Trish got fired/quit preemptively from the live-in position, so we had to relocate. We're now back about a block from the townhouse I'd been in for the previous few years. She's found another job, which she's not excited about, but it beats the hell out of continuous 12-hour days and being perpetually on-call (and no, I'm not exaggerating).
I spent a week in Chicago with the other hippo hacker, attempting to be productive, with fair success. Just before skipping town, I performed (balls, clubs, contact, and boxes) in the class of her physiologist friend who was really excited about me coming to town. From the sound of it, I may wind up on his final exam. Video of me juggling clubs may also appear on a physics final exam.
I haven't posted much about my sentiments regarding these, the End Times. And yes, I know that when I get going I sound exactly like one of the religious whack-jobs I rant about, but if you look around, listen to the laundry list of things that are going wrong ecologically (how much damage is occurring, how quickly, and how soon the fit will hit the shan), and recognize just how little is being done to fix it (too little too late and too slowly, a Band-Aid tm on a fatally hemorrhaging wound), you gotta recognize that civilization as we know it is going to end in the (relatively) near future.

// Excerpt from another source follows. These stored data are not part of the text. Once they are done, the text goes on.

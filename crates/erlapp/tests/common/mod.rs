#![allow(dead_code)]

use std::collections::BTreeMap;

use erlapp::api::{Action, WidgetApi};
use erlapp::commands::save::EditSubmission;
use erlapp::config::WidgetSettings;
use erlapp::editor::StructuralEditor;
use erlapp::model::{AddItemRequest, LayoutConfig, LayoutDefinition};
use erlapp::store::memory::{InMemoryEntityStore, StaticLayoutRegistry};
use serde_json::json;

pub type Api = WidgetApi<InMemoryEntityStore, StaticLayoutRegistry>;

fn definition(id: &str, label: &str, regions: &[&str], has_config_form: bool) -> LayoutDefinition {
    let mut default_config = LayoutConfig::new();
    if has_config_form {
        default_config.insert("gutter".into(), json!("medium"));
    }
    LayoutDefinition {
        id: id.into(),
        label: label.into(),
        regions: regions.iter().map(|r| r.to_string()).collect(),
        has_config_form,
        default_config,
    }
}

/// `layout_a` (left, right), `layout_b` (main) and `layout_c` (first, second, third).
pub fn registry() -> StaticLayoutRegistry {
    StaticLayoutRegistry::new([
        definition("layout_a", "Layout A", &["left", "right"], true),
        definition("layout_b", "Layout B", &["main"], false),
        definition("layout_c", "Layout C", &["first", "second", "third"], false),
    ])
}

pub fn settings() -> WidgetSettings {
    let labels: BTreeMap<String, String> = [
        ("section", "Section"),
        ("text", "Text"),
        ("quote", "Quote"),
    ]
    .into_iter()
    .map(|(k, v)| (k.to_string(), v.to_string()))
    .collect();
    WidgetSettings {
        target_bundles: vec!["section".into(), "text".into(), "quote".into()],
        layout_bundles: vec!["section".into()],
        bundle_labels: Some(labels),
        ..Default::default()
    }
}

pub fn api() -> Api {
    WidgetApi::new("field_page", InMemoryEntityStore::new(), registry(), settings())
}

/// Posts the widget form as the client currently sees it.
pub fn post(api: &mut Api, trigger: Action) {
    let editor = StructuralEditor::attach(&api.refresh());
    api.submit(editor.submission(Some(trigger))).unwrap();
}

pub fn post_from(api: &mut Api, editor: &StructuralEditor, trigger: Action) {
    api.submit(editor.submission(Some(trigger))).unwrap();
}

pub fn add(request: AddItemRequest) -> Action {
    Action::Add(request)
}

pub fn save(delta: usize, layout: Option<&str>) -> Action {
    Action::Save {
        delta,
        submission: EditSubmission {
            layout: layout.map(str::to_string),
            ..Default::default()
        },
    }
}

/// Adds and saves a section with `layout`, after the last section.
pub fn add_section(api: &mut Api, layout: &str) {
    let editor = StructuralEditor::attach(&api.refresh());
    let last = editor.arrangement().layouts.last().map(|l| l.key);
    post(api, add(editor.request_add_section("section", last)));
    let delta = api.session().editing().unwrap();
    post(api, save(delta, Some(layout)));
}

/// Delta of the section at `ordinal`.
pub fn layout_key(api: &Api, ordinal: usize) -> usize {
    api.session().layout_deltas()[ordinal]
}

/// Delta of the item whose `body` field is `body`.
pub fn delta_of(api: &Api, body: &str) -> usize {
    api.session()
        .items()
        .iter()
        .position(|i| {
            i.entity
                .as_ref()
                .is_some_and(|e| e.fields.get("body") == Some(&json!(body)))
        })
        .unwrap()
}

/// Adds and saves a text item into `region` of the section at `ordinal`.
pub fn add_text(api: &mut Api, ordinal: usize, region: &str, body: &str) -> usize {
    let layout = layout_key(api, ordinal);
    let editor = StructuralEditor::attach(&api.refresh());
    let request = editor.request_add_item("text", layout, region).unwrap();
    post(api, add(request));
    let delta = api.session().editing().unwrap();
    let mut submission = EditSubmission::default();
    submission.fields.insert("body".into(), json!(body));
    post(api, Action::Save { delta, submission });
    delta_of(api, body)
}

/// Bodies of the text items, grouped per region, in document order.
pub fn outline(api: &Api) -> Vec<(String, Vec<String>)> {
    let view = api.refresh();
    let mut out = Vec::new();
    for (ordinal, section) in view.sections.iter().enumerate() {
        for region in &section.regions {
            out.push((
                format!("{}:{}", ordinal, region.name),
                region
                    .items
                    .iter()
                    .map(|i| body(&i.fields))
                    .collect(),
            ));
        }
    }
    out.push((
        "disabled".to_string(),
        view.disabled.items.iter().map(|i| body(&i.fields)).collect(),
    ));
    out
}

fn body(fields: &BTreeMap<String, serde_json::Value>) -> String {
    fields
        .get("body")
        .and_then(|v| v.as_str())
        .unwrap_or_default()
        .to_string()
}
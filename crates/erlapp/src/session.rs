//! # Widget Session
//!
//! A [`WidgetSession`] is the server-held state of one widget while its form
//! is being edited. It lives for one editing session and is passed explicitly
//! to every transition; nothing about it is global.
//!
//! ## Phases
//!
//! ```text
//!            add / open_edit            save / cancel_edit
//!   Idle ───────────────────▶ Editing ───────────────────▶ Idle
//!     │
//!     │ open_remove          confirm_remove / cancel_remove
//!     └──────────────▶ Confirming ─────────────────────────▶ Idle
//! ```
//!
//! Editing and confirming share one [`Phase`] slot, so entering one replaces
//! the other: the last transition wins.

use serde::{Deserialize, Serialize};

use crate::model::Item;

#[derive(Debug, Clone, Default, PartialEq, Eq, Serialize, Deserialize)]
#[serde(tag = "phase", rename_all = "snake_case")]
pub enum Phase {
    #[default]
    Idle,
    Editing {
        delta: usize,
        /// Layout picked in the open form but not saved yet.
        #[serde(default)]
        selected_layout: Option<String>,
    },
    Confirming {
        delta: usize,
    },
}

#[derive(Debug, Clone, PartialEq, Serialize, Deserialize)]
pub struct WidgetSession {
    field_name: String,
    items: Vec<Item>,
    phase: Phase,
}

impl WidgetSession {
    pub fn new(field_name: impl Into<String>, items: Vec<Item>) -> Self {
        Self {
            field_name: field_name.into(),
            items,
            phase: Phase::Idle,
        }
    }

    pub fn field_name(&self) -> &str {
        &self.field_name
    }

    pub fn items(&self) -> &[Item] {
        &self.items
    }

    pub(crate) fn items_mut(&mut self) -> &mut Vec<Item> {
        &mut self.items
    }

    /// Slot count, removed items included.
    pub fn len(&self) -> usize {
        self.items.len()
    }

    pub fn is_empty(&self) -> bool {
        self.items.is_empty()
    }

    /// Items that still reference an entity.
    pub fn live_len(&self) -> usize {
        self.items.iter().filter(|i| !i.is_detached()).count()
    }

    /// The item at `delta`, unless it is out of range or removed.
    pub fn live(&self, delta: usize) -> Option<&Item> {
        self.items.get(delta).filter(|i| !i.is_detached())
    }

    pub(crate) fn live_mut(&mut self, delta: usize) -> Option<&mut Item> {
        self.items.get_mut(delta).filter(|i| !i.is_detached())
    }

    pub fn phase(&self) -> &Phase {
        &self.phase
    }

    pub(crate) fn set_phase(&mut self, phase: Phase) {
        self.phase = phase;
    }

    pub fn editing(&self) -> Option<usize> {
        match self.phase {
            Phase::Editing { delta, .. } => Some(delta),
            _ => None,
        }
    }

    pub fn confirming(&self) -> Option<usize> {
        match self.phase {
            Phase::Confirming { delta } => Some(delta),
            _ => None,
        }
    }

    pub fn selected_layout(&self) -> Option<&str> {
        match &self.phase {
            Phase::Editing {
                selected_layout, ..
            } => selected_layout.as_deref(),
            _ => None,
        }
    }

    /// Ordinals among live layout items, keyed by delta.
    pub fn layout_deltas(&self) -> Vec<usize> {
        self.items
            .iter()
            .enumerate()
            .filter(|(_, item)| item.is_layout() && !item.is_detached() && item.pending.is_none())
            .map(|(delta, _)| delta)
            .collect()
    }
}
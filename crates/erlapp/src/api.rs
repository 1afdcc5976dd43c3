//! # API Facade
//!
//! The API layer is a **thin facade** over the command layer. It is the single
//! entry point a host uses to drive one widget through an editing session.
//!
//! ## Role and Responsibilities
//!
//! The API facade:
//! - **Owns** the session and its collaborators for the lifetime of the form
//! - **Dispatches** each [`Action`] to the matching command function
//! - **Orders** every form submission: placement sync first, then the action
//! - **Projects** the session into a [`WidgetView`] on request
//!
//! ## What the API Does NOT Do
//!
//! - **Business logic**: That belongs in `commands/*.rs`
//! - **Rendering markup**: [`WidgetView`] is data, the host turns it into HTML
//! - **Client behaviour**: Drag and drop lives in [`crate::editor`]
//!
//! ## Form Submissions
//!
//! Every button in the widget posts the whole form. A [`FormSubmission`]
//! carries the hidden placement fields of every rendered item and, optionally,
//! the action whose button triggered it:
//!
//! ```text
//! FormSubmission { placements, trigger }
//!        │
//!        ├─ 1. sync placements   (reorder, set regions, drop tombstones)
//!        ├─ 2. remap trigger     (its delta was rendered before the sync)
//!        └─ 3. dispatch trigger  (add, open_edit, save, ...)
//! ```
//!
//! A submission without a trigger only syncs.
//!
//! ## Generic Over Collaborators
//!
//! `WidgetApi<E: EntityStore, L: LayoutRegistry>` is generic over entity
//! storage and the layout registry, so tests run entirely in memory.

use serde::{Deserialize, Serialize};

use crate::commands::{self, sync::DeltaMap, CmdResult};
use crate::commands::save::EditSubmission;
use crate::config::WidgetSettings;
use crate::error::Result;
use crate::model::{AddItemRequest, ConfigForm};
use crate::persist::{self, FieldValue, StoredValue};
use crate::placement::Placement;
use crate::session::WidgetSession;
use crate::store::{EntityStore, LayoutRegistry};
use crate::view::{self, WidgetView};

/// The button that triggered a form submission.
#[derive(Debug, Clone, PartialEq, Serialize, Deserialize)]
#[serde(tag = "action", rename_all = "snake_case")]
pub enum Action {
    Add(AddItemRequest),
    OpenEdit {
        delta: usize,
    },
    SelectLayout {
        delta: usize,
        layout: String,
    },
    OpenRemove {
        delta: usize,
    },
    ConfirmRemove {
        delta: usize,
    },
    CancelRemove,
    Save {
        delta: usize,
        #[serde(default)]
        submission: EditSubmission,
    },
    CancelEdit {
        delta: usize,
    },
}

impl Action {
    pub fn delta(&self) -> Option<usize> {
        match self {
            Action::Add(_) | Action::CancelRemove => None,
            Action::OpenEdit { delta }
            | Action::SelectLayout { delta, .. }
            | Action::OpenRemove { delta }
            | Action::ConfirmRemove { delta }
            | Action::Save { delta, .. }
            | Action::CancelEdit { delta } => Some(*delta),
        }
    }

    /// Rewrites the action's delta after a sync, or `None` if its item is gone.
    pub fn remap(mut self, map: &DeltaMap) -> Option<Self> {
        match &mut self {
            Action::Add(_) | Action::CancelRemove => {}
            Action::OpenEdit { delta }
            | Action::SelectLayout { delta, .. }
            | Action::OpenRemove { delta }
            | Action::ConfirmRemove { delta }
            | Action::Save { delta, .. }
            | Action::CancelEdit { delta } => *delta = map.get(*delta)?,
        }
        Some(self)
    }
}

/// Everything one widget posts when any of its buttons is pressed.
#[derive(Debug, Clone, Default, PartialEq, Serialize, Deserialize)]
pub struct FormSubmission {
    #[serde(default)]
    pub placements: Vec<Placement>,
    #[serde(default)]
    pub trigger: Option<Action>,
}

/// The main API facade for one widget.
pub struct WidgetApi<E: EntityStore, L: LayoutRegistry> {
    session: WidgetSession,
    entities: E,
    registry: L,
    settings: WidgetSettings,
}

impl<E: EntityStore, L: LayoutRegistry> WidgetApi<E, L> {
    /// A widget for an empty field.
    pub fn new(
        field_name: impl Into<String>,
        entities: E,
        registry: L,
        settings: WidgetSettings,
    ) -> Self {
        Self {
            session: WidgetSession::new(field_name, Vec::new()),
            entities,
            registry,
            settings,
        }
    }

    /// A widget for a field with stored values.
    pub fn load(
        field_name: impl Into<String>,
        values: &[StoredValue],
        entities: E,
        registry: L,
        settings: WidgetSettings,
    ) -> Result<Self> {
        let session = persist::load(field_name, values, &entities, &settings)?;
        Ok(Self {
            session,
            entities,
            registry,
            settings,
        })
    }

    pub fn session(&self) -> &WidgetSession {
        &self.session
    }

    pub fn settings(&self) -> &WidgetSettings {
        &self.settings
    }

    pub fn entities(&self) -> &E {
        &self.entities
    }

    pub fn registry(&self) -> &L {
        &self.registry
    }

    /// Processes one posted form: placement sync, then the triggering action.
    pub fn submit(&mut self, submission: FormSubmission) -> Result<CmdResult> {
        let (synced, map) = commands::sync::run(&mut self.session, &submission.placements)?;
        let Some(action) = submission.trigger else {
            tracing::debug!("submission without trigger");
            return Ok(synced);
        };
        match action.clone().remap(&map) {
            Some(action) => self.dispatch(action),
            None => {
                tracing::warn!(?action, "trigger refers to a removed item");
                Ok(CmdResult::ignored("The item is no longer available"))
            }
        }
    }

    /// Runs one action against the current session, without a sync.
    pub fn dispatch(&mut self, action: Action) -> Result<CmdResult> {
        tracing::debug!(?action, "dispatch");
        match action {
            Action::Add(request) => commands::add::run(
                &mut self.session,
                &mut self.entities,
                &self.settings,
                &request,
            ),
            Action::OpenEdit { delta } => {
                commands::edit::open(&mut self.session, &self.settings, delta)
            }
            Action::SelectLayout { delta, layout } => {
                commands::edit::select_layout(&mut self.session, &self.settings, delta, &layout)
            }
            Action::OpenRemove { delta } => {
                commands::remove::open(&mut self.session, &self.settings, delta)
            }
            Action::ConfirmRemove { delta } => {
                commands::remove::confirm(&mut self.session, &self.settings, delta)
            }
            Action::CancelRemove => commands::remove::cancel(&mut self.session),
            Action::Save { delta, submission } => commands::save::run(
                &mut self.session,
                &self.registry,
                &self.settings,
                delta,
                &submission,
            ),
            Action::CancelEdit { delta } => commands::edit::cancel(&mut self.session, delta),
        }
    }

    /// The element refresh: the current session as a view.
    pub fn refresh(&self) -> WidgetView {
        view::render(&self.session, &self.registry, &self.settings)
    }

    /// The layout configuration sub-form of the section at `delta`.
    pub fn layout_config_form(&self, delta: usize) -> Option<ConfigForm> {
        view::layout_config_form(&self.session, &self.registry, delta)
    }

    pub fn flatten(&self) -> Vec<FieldValue> {
        persist::flatten(&self.session, &self.registry)
    }

    /// Saves every entity and returns the values to store in the field.
    pub fn commit(&mut self) -> Result<Vec<StoredValue>> {
        persist::commit(&mut self.session, &self.registry, &mut self.entities)
    }
}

I give it 10 years, 20 max, before things start seriously deteriorating. The problem is that a crisis is necessary to force change, to shock people out of their complacency. The people in power are now, finally, recognizing the necessity of and conceding to the measures that environmentalists have been kicking and screaming about for the past decade. But it's too late already, we're now at the point where many additional measures are necessary, because all of the changes that are being applied now weren't applied ten years ago. And by the time it's recognized that these additional radical changes have to be implemented, it'll be too late again.
I'd been having these kinds of thoughts for a good long time, but it was really brought home this summer.
Daniel Quinn's Ishmael was a big part of it. A few weeks ago, Trish, Lindsay and I attended a screening of
What a Way to Go: Life at the End of Empire. Think Inconvenient Truth, only more so - more information, wider scope, etc - but with less masturbatory ego-stroking. I now need to track down a bunch of the authors, etc. that were interviewed there. For those of you in town, there was some talk about another screening at the library next Monday, and I'll post again if I hear more about that. I've also got a copy of the DVD that I'm willing to lend out.
I'll likely be posting more of this kind of thing from now on. Assuming I post at all. Whatever.